Olha, são 300 processos prontos para plenário. Se fizéssemos júris em todos os dias úteis, já seria mais de um ano. E é impossível fazer júris todos os dias, pois há audiências dos outros processos. Então, sendo otimista, acredito que irá levar dois anos, no mínimo. Já contando este projeto de apoio. Ou seja, com mais de um juiz atuando. Há uma sobrecarga que vai além da violência da cidade. A média é de 150 crimes contra a vida por ano, entre homicídios consumados e tentados, pois ambos são da competência do júri. Cerca de 80% geram processo, pois a maioria tem esta suspeita de autoria, a devida investigação policial e, assim, o processo terá que ir até o júri.
Como são determinados os processos para serem julgados primeiro?
O critério é marcar antes os que estão com mais tempo de réus presos. Só que quando marcamos um júri e, por alguma situação, não acontecer, não podemos remarcar para a semana seguinte. Há outros processos com júris marcados para as semanas seguinte. Assim, este processo adiado irá ser redesignado para o final da fila, cerca de três meses depois. Sem réu preso, necessitamos de um provimento de autorização da abertura do acesso ao público. O que temos por hora são estes dois juízes fazendo audiências da primeira fase dos processos, que é em sala de audiência, ouvindo testemunhas e réu por videoconferência. Além de não existir previsão legal, a mecânica e o ritual é não fazer júri por videoconferência. É preciso garantir a incomunicabilidade dos jurados, que virtualmente é impossível. São 25 jurados convocados para virem ao plenário e sete são sorteados na hora.

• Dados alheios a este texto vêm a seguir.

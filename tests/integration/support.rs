//! Shared fixtures: real directory trees in temp dirs and a change source
//! that records what the navigator asks of it.

use lognav::config::NavigatorConfig;
use lognav::error::Result;
use lognav::watch::{ChangeSource, RootCollection};
use lognav::{ChangeEvent, Navigator, NodeId};
use parking_lot::Mutex;
use std::collections::BTreeSet;
use std::fs;
use std::path::{Path, PathBuf};
use std::sync::Arc;
use tempfile::TempDir;

/// Change source that never emits anything; tests feed events by hand.
#[derive(Default)]
pub struct RecordingChangeSource {
    pub armed: Mutex<Vec<PathBuf>>,
    pub disarmed: Mutex<Vec<PathBuf>>,
    pub patterns: Mutex<Vec<String>>,
}

impl RecordingChangeSource {
    pub fn is_armed(&self, path: &Path) -> bool {
        self.armed.lock().iter().any(|p| p == path)
    }
}

impl ChangeSource for RecordingChangeSource {
    fn arm_root(&self, path: &Path, _pattern: &str) -> Result<()> {
        self.armed.lock().push(path.to_path_buf());
        Ok(())
    }

    fn disarm_root(&self, path: &Path) -> Result<()> {
        self.armed.lock().retain(|p| p != path);
        self.disarmed.lock().push(path.to_path_buf());
        Ok(())
    }

    fn set_filter_pattern(&self, pattern: &str) {
        self.patterns.lock().push(pattern.to_string());
    }
}

/// Root collection owner that records removals.
#[derive(Default)]
pub struct RecordingRoots {
    pub removed: Mutex<Vec<PathBuf>>,
}

impl RootCollection for RecordingRoots {
    fn remove_root(&self, path: &Path) {
        self.removed.lock().push(path.to_path_buf());
    }
}

pub struct Fixture {
    _temp: TempDir,
    pub base: PathBuf,
    pub source: Arc<RecordingChangeSource>,
    pub roots: Arc<RecordingRoots>,
    pub nav: Navigator,
}

impl Fixture {
    pub fn new() -> Self {
        Self::with_config(NavigatorConfig::default())
    }

    pub fn with_pattern(pattern: &str) -> Self {
        let mut config = NavigatorConfig::default();
        config.filter.pattern = pattern.to_string();
        Self::with_config(config)
    }

    /// Self-heal is off so that consistency checks see the reconciler's
    /// own result.
    pub fn with_config(config: NavigatorConfig) -> Self {
        let temp = TempDir::new().unwrap();
        let base = dunce::canonicalize(temp.path()).unwrap();
        let source = Arc::new(RecordingChangeSource::default());
        let roots = Arc::new(RecordingRoots::default());
        let nav = Navigator::new(&config, source.clone())
            .unwrap()
            .with_root_collection(roots.clone())
            .with_self_heal(false);
        Self {
            _temp: temp,
            base,
            source,
            roots,
            nav,
        }
    }

    pub fn path(&self, rel: &str) -> PathBuf {
        self.base.join(rel)
    }

    /// Create directory `rel` under the base, with parents.
    pub fn mkdir(&self, rel: &str) -> PathBuf {
        let path = self.path(rel);
        fs::create_dir_all(&path).unwrap();
        path
    }

    /// Write file `rel` under the base, creating parents.
    pub fn write(&self, rel: &str, contents: &str) -> PathBuf {
        let path = self.path(rel);
        if let Some(parent) = path.parent() {
            fs::create_dir_all(parent).unwrap();
        }
        fs::write(&path, contents).unwrap();
        path
    }

    pub fn apply(&self, event: ChangeEvent) {
        self.nav.handle_change(&event).unwrap();
    }

    pub fn id_of(&self, rel: &str) -> Option<NodeId> {
        self.nav.get(&self.path(rel)).map(|n| n.id())
    }

    /// File names of the folder at `rel`, in tree order.
    pub fn file_names(&self, rel: &str) -> Vec<String> {
        let folder = self.nav.get_folder(&self.path(rel)).unwrap();
        folder
            .files
            .iter()
            .map(|id| {
                self.nav
                    .with_tree(|tree, _| tree.node(*id).unwrap().name().to_string())
            })
            .collect()
    }

    /// Directory names of the folder at `rel`, in tree order.
    pub fn directory_names(&self, rel: &str) -> Vec<String> {
        let folder = self.nav.get_folder(&self.path(rel)).unwrap();
        folder
            .directories
            .iter()
            .map(|id| {
                self.nav
                    .with_tree(|tree, _| tree.node(*id).unwrap().name().to_string())
            })
            .collect()
    }
}

/// Cache keys equal the paths reachable from the roots, each pointing at the
/// node found there, and the arena holds nothing else.
pub fn assert_cache_matches_tree(nav: &Navigator) {
    nav.with_tree(|tree, cache| {
        let reachable = tree.reachable();
        let tree_paths: BTreeSet<PathBuf> = reachable.iter().map(|(p, _)| p.clone()).collect();
        let cache_paths: BTreeSet<PathBuf> = cache.paths().map(Path::to_path_buf).collect();
        assert_eq!(tree_paths, cache_paths);
        for (path, id) in &reachable {
            assert_eq!(cache.get(path), Some(*id), "cache entry for {:?}", path);
        }
        assert_eq!(tree.len(), reachable.len(), "unreachable nodes left in the arena");
    });
    assert!(nav.audit().is_consistent());
}
//! Round lifecycle metrics
//!
//! Each coordinator owns its own registry so tests never share counters.

use prometheus::{Encoder, IntCounterVec, IntGauge, Opts, Registry, TextEncoder};

pub struct RoundMetrics {
    registry: Registry,
    transitions: IntCounterVec,
    next_round_id: IntGauge,
    round_active: IntGauge,
}

impl RoundMetrics {
    pub fn new() -> Self {
        let registry = Registry::new();

        let transitions = IntCounterVec::new(
            Opts::new(
                "crash_round_transitions_total",
                "Round transitions submitted to the program",
            ),
            &["operation", "outcome"],
        )
        .expect("static metric definition is valid");
        let next_round_id = IntGauge::new("crash_next_round_id", "Round id the coordinator will mint next")
            .expect("static metric definition is valid");
        let round_active = IntGauge::new("crash_round_active", "1 while a round is pending or active")
            .expect("static metric definition is valid");

        for collector in [
            Box::new(transitions.clone()) as Box<dyn prometheus::core::Collector>,
            Box::new(next_round_id.clone()),
            Box::new(round_active.clone()),
        ] {
            // Fresh registry, names are unique
            let _ = registry.register(collector);
        }

        Self {
            registry,
            transitions,
            next_round_id,
            round_active,
        }
    }

    /// Count one transition attempt; `operation` is start/end/initialize/update_config
    pub fn record(&self, operation: &str, succeeded: bool) {
        let outcome = if succeeded { "ok" } else { "error" };
        self.transitions.with_label_values(&[operation, outcome]).inc();
    }

    pub fn set_next_round_id(&self, round_id: u64) {
        self.next_round_id.set(i64::try_from(round_id).unwrap_or(i64::MAX));
    }

    pub fn set_round_active(&self, active: bool) {
        self.round_active.set(i64::from(active));
    }

    pub fn transitions(&self, operation: &str, succeeded: bool) -> u64 {
        let outcome = if succeeded { "ok" } else { "error" };
        self.transitions.with_label_values(&[operation, outcome]).get()
    }

    /// Prometheus text exposition
    pub fn render(&self) -> String {
        let mut buffer = Vec::new();
        let encoder = TextEncoder::new();
        if let Err(e) = encoder.encode(&self.registry.gather(), &mut buffer) {
            tracing::warn!("Failed to encode metrics: {}", e);
        }
        String::from_utf8(buffer).unwrap_or_default()
    }
}

impl Default for RoundMetrics {
    fn default() -> Self {
        Self::new()
    }
}

#[cfg(test)]
mod tests {
    use super::*;

    #[test]
    fn test_record_and_render() {
        let metrics = RoundMetrics::new();
        metrics.record("start", true);
        metrics.record("start", true);
        metrics.record("end", false);
        metrics.set_next_round_id(12);
        metrics.set_round_active(true);

        assert_eq!(metrics.transitions("start", true), 2);
        assert_eq!(metrics.transitions("end", false), 1);

        let text = metrics.render();
        assert!(text.contains("crash_round_transitions_total"));
        assert!(text.contains("crash_next_round_id 12"));
        assert!(text.contains("crash_round_active 1"));
    }
}
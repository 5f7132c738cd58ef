//! JSON body extractor for admin requests
//!
//! An empty body is read as `{}`. Malformed JSON becomes a 400 carrying the
//! request id, instead of axum's plain-text rejection. Well-formed JSON with
//! missing or out-of-range fields is a failed call like any other and maps to 500.

use super::{errors::ApiError, middleware::RequestId};
use axum::{
    async_trait,
    body::Bytes,
    extract::{FromRequest, Request},
};
use serde::de::DeserializeOwned;
use serde_json::error::Category;

pub struct AdminBody<T>(pub T);

#[async_trait]
impl<S, T> FromRequest<S> for AdminBody<T>
where
    T: DeserializeOwned,
    S: Send + Sync,
{
    type Rejection = ApiError;

    async fn from_request(req: Request, state: &S) -> Result<Self, Self::Rejection> {
        let request_id = req
            .extensions()
            .get::<RequestId>()
            .cloned()
            .unwrap_or_else(RequestId::generate);

        let bytes = Bytes::from_request(req, state)
            .await
            .map_err(|e| ApiError::bad_request(&request_id, e.to_string()))?;

        let raw: &[u8] = if bytes.iter().all(u8::is_ascii_whitespace) {
            b"{}"
        } else {
            &bytes
        };

        serde_json::from_slice(raw).map(AdminBody).map_err(|e| {
            let message = format!("invalid request body: {}", e);
            match e.classify() {
                Category::Data => ApiError::internal(&request_id, message),
                Category::Syntax | Category::Eof | Category::Io => {
                    ApiError::bad_request(&request_id, message)
                }
            }
        })
    }
}
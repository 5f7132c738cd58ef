//! crash-operator: round coordinator and admin API for the crash game program

use clap::Parser;
use crash_operator::{
    api::ApiServer,
    chain::{ChainClient, InMemoryChain, SolanaChainClient},
    config::{self, ChainMode, ConfigLoader, GameDefaults},
    coordinator::{Coordinator, RoundLoop},
    errors::ControlResult,
    games::GameConfig,
};
use std::{path::PathBuf, sync::Arc, time::Duration};
use tokio_util::sync::CancellationToken;
use tracing::{error, info, warn};
use tracing_subscriber::EnvFilter;

#[derive(Parser)]
#[command(name = "crash-operator")]
#[command(about = "Round coordinator and admin API for the crash game program")]
#[command(version)]
struct Cli {
    /// Configuration file path (TOML)
    #[arg(short, long)]
    config: Option<PathBuf>,

    /// Override the admin API port
    #[arg(short, long)]
    port: Option<u16>,

    /// Override the chain backend: rpc or memory
    #[arg(long)]
    chain_mode: Option<ChainMode>,

    /// Enable verbose logging
    #[arg(short, long)]
    verbose: bool,
}

#[tokio::main]
async fn main() -> Result<(), Box<dyn std::error::Error>> {
    let cli = Cli::parse();

    let default_filter = if cli.verbose {
        "crash_operator=debug,tower_http=debug"
    } else {
        "crash_operator=info,tower_http=info"
    };
    tracing_subscriber::fmt()
        .with_env_filter(EnvFilter::try_from_default_env().unwrap_or_else(|_| default_filter.into()))
        .init();

    let loader = match &cli.config {
        Some(path) => ConfigLoader::new().with_path(path),
        None => ConfigLoader::new(),
    };
    let mut config = loader.load()?;
    if let Some(port) = cli.port {
        config.api.port = port;
    }
    if let Some(mode) = cli.chain_mode {
        config.chain.mode = mode;
    }
    config::validate(&config)?;
    info!("🚀 Starting crash operator ({:?} chain)", config.chain.mode);

    let chain: Arc<dyn ChainClient> = match config.chain.mode {
        ChainMode::Rpc => Arc::new(SolanaChainClient::from_config(&config.chain)?),
        ChainMode::Memory => {
            warn!("Using the in-memory chain; nothing is submitted to a cluster");
            Arc::new(InMemoryChain::new())
        }
    };
    let coordinator = Arc::new(Coordinator::new(chain, config.chain.submit_timeout()));

    let game_config = tokio::select! {
        result = bootstrap(&coordinator, &config.game, config.rounds.retry_backoff()) => result?,
        _ = tokio::signal::ctrl_c() => {
            info!("Interrupted during bootstrap");
            return Ok(());
        }
    };
    info!(
        "Game config: houseEdge={}%, min={}, max={}, completed={}",
        game_config.house_edge_percent,
        game_config.min_bet,
        game_config.max_bet,
        game_config.total_games_completed
    );

    let shutdown = CancellationToken::new();
    let round_loop = RoundLoop::new(coordinator.clone(), config.rounds.clone(), shutdown.clone()).spawn();

    let result = ApiServer::new(config.api.clone(), coordinator, shutdown.clone())
        .run()
        .await;

    shutdown.cancel();
    if let Err(e) = round_loop.await {
        error!("Round loop task failed: {}", e);
    }
    result
}

/// Retry transient bootstrap failures until the program is ready
async fn bootstrap(
    coordinator: &Coordinator,
    defaults: &GameDefaults,
    backoff: Duration,
) -> ControlResult<GameConfig> {
    loop {
        match coordinator.ensure_initialized(defaults).await {
            Ok(config) => return Ok(config),
            Err(e) if e.is_retryable() => {
                warn!(error = %e, "Bootstrap failed, retrying in {}ms", backoff.as_millis());
                tokio::time::sleep(backoff).await;
            }
            Err(e) => return Err(e),
        }
    }
}
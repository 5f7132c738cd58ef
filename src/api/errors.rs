//! API error responses
//!
//! Every failure renders as `{ "error": <message>, "request_id": <id> }`.

use super::middleware::RequestId;
use crate::errors::ControlError;
use axum::{
    http::StatusCode,
    response::{IntoResponse, Response},
    Json,
};
use serde::{Deserialize, Serialize};
use std::fmt;

#[derive(Debug, Clone, Serialize, Deserialize)]
pub struct ErrorResponse {
    pub error: String,
    pub request_id: String,
}

#[derive(Debug)]
pub struct ApiError {
    pub kind: ApiErrorKind,
    pub request_id: String,
}

#[derive(Debug)]
pub enum ApiErrorKind {
    /// Body could not be parsed
    BadRequest(String),
    /// Coordinator or chain failure, message forwarded verbatim
    Internal(String),
}

impl ApiError {
    pub fn bad_request(request_id: &RequestId, message: String) -> Self {
        Self {
            kind: ApiErrorKind::BadRequest(message),
            request_id: request_id.0.clone(),
        }
    }

    pub fn internal(request_id: &RequestId, message: String) -> Self {
        Self {
            kind: ApiErrorKind::Internal(message),
            request_id: request_id.0.clone(),
        }
    }

    pub fn from_control(request_id: &RequestId, error: ControlError) -> Self {
        Self::internal(request_id, error.to_string())
    }

    pub fn status(&self) -> StatusCode {
        match self.kind {
            ApiErrorKind::BadRequest(_) => StatusCode::BAD_REQUEST,
            ApiErrorKind::Internal(_) => StatusCode::INTERNAL_SERVER_ERROR,
        }
    }

    fn message(&self) -> &str {
        match &self.kind {
            ApiErrorKind::BadRequest(msg) | ApiErrorKind::Internal(msg) => msg,
        }
    }
}

impl fmt::Display for ApiError {
    fn fmt(&self, f: &mut fmt::Formatter<'_>) -> fmt::Result {
        match &self.kind {
            ApiErrorKind::BadRequest(msg) => write!(f, "[{}] Bad Request: {}", self.request_id, msg),
            ApiErrorKind::Internal(msg) => write!(f, "[{}] Internal Error: {}", self.request_id, msg),
        }
    }
}

impl std::error::Error for ApiError {}

impl IntoResponse for ApiError {
    fn into_response(self) -> Response {
        let status = self.status();
        if status.is_server_error() {
            tracing::warn!("{}", self);
        }

        let body = Json(ErrorResponse {
            error: self.message().to_string(),
            request_id: self.request_id.clone(),
        });

        (status, body).into_response()
    }
}

#[cfg(test)]
mod tests {
    use super::*;

    #[test]
    fn test_control_errors_forward_message() {
        let request_id = RequestId("req-1".to_string());
        let error = ApiError::from_control(&request_id, ControlError::RoundInProgress(4));

        assert_eq!(error.status(), StatusCode::INTERNAL_SERVER_ERROR);
        assert_eq!(error.message(), ControlError::RoundInProgress(4).to_string());
        assert_eq!(error.request_id, "req-1");
    }

    #[test]
    fn test_bad_request_status() {
        let error = ApiError::bad_request(&RequestId("r".to_string()), "nope".to_string());
        assert_eq!(error.status(), StatusCode::BAD_REQUEST);
    }
}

Há crimes contra a vida em risco de prescrever diante do acúmulo da 1ª Vara Criminal?
Todos os crimes têm prescrição, mas os de pena mais alta levam 20 anos. Claro, é uma preocupação. Principalmente em casos de tentativa de homicídio ou até de homicídio simples, que tem pena mínima de seis anos. Pode acontecer e, se decretada a prescrição, não ocorrerá nem o julgamento. Mas, é raro. Neste meu tempo (de substituição) não tenho notícia de prescrição. Pode ocorrer, mas não é no dia a dia. O Judiciário tem que atender todas as demandas. Tentativa de homicídio é um crime de pena menor, mas também é um fato grave. Tive um processo, por exemplo, em que a vítima ficou paraplégica. São casos graves, por isso é importante dar andamento mesmo nestes processos que tem réus soltos. Foram seis meses sem júri. Se tivéssemos neste período todos os juízes fazendo, teríamos um congestionamento bem menor. Quando a Corregedoria fez o projeto de regime de exceção, com dois juízes para réus soltos, foi pensado no interesse da comunidade e oferecer segurança. Afastar essa sensação de impunidade.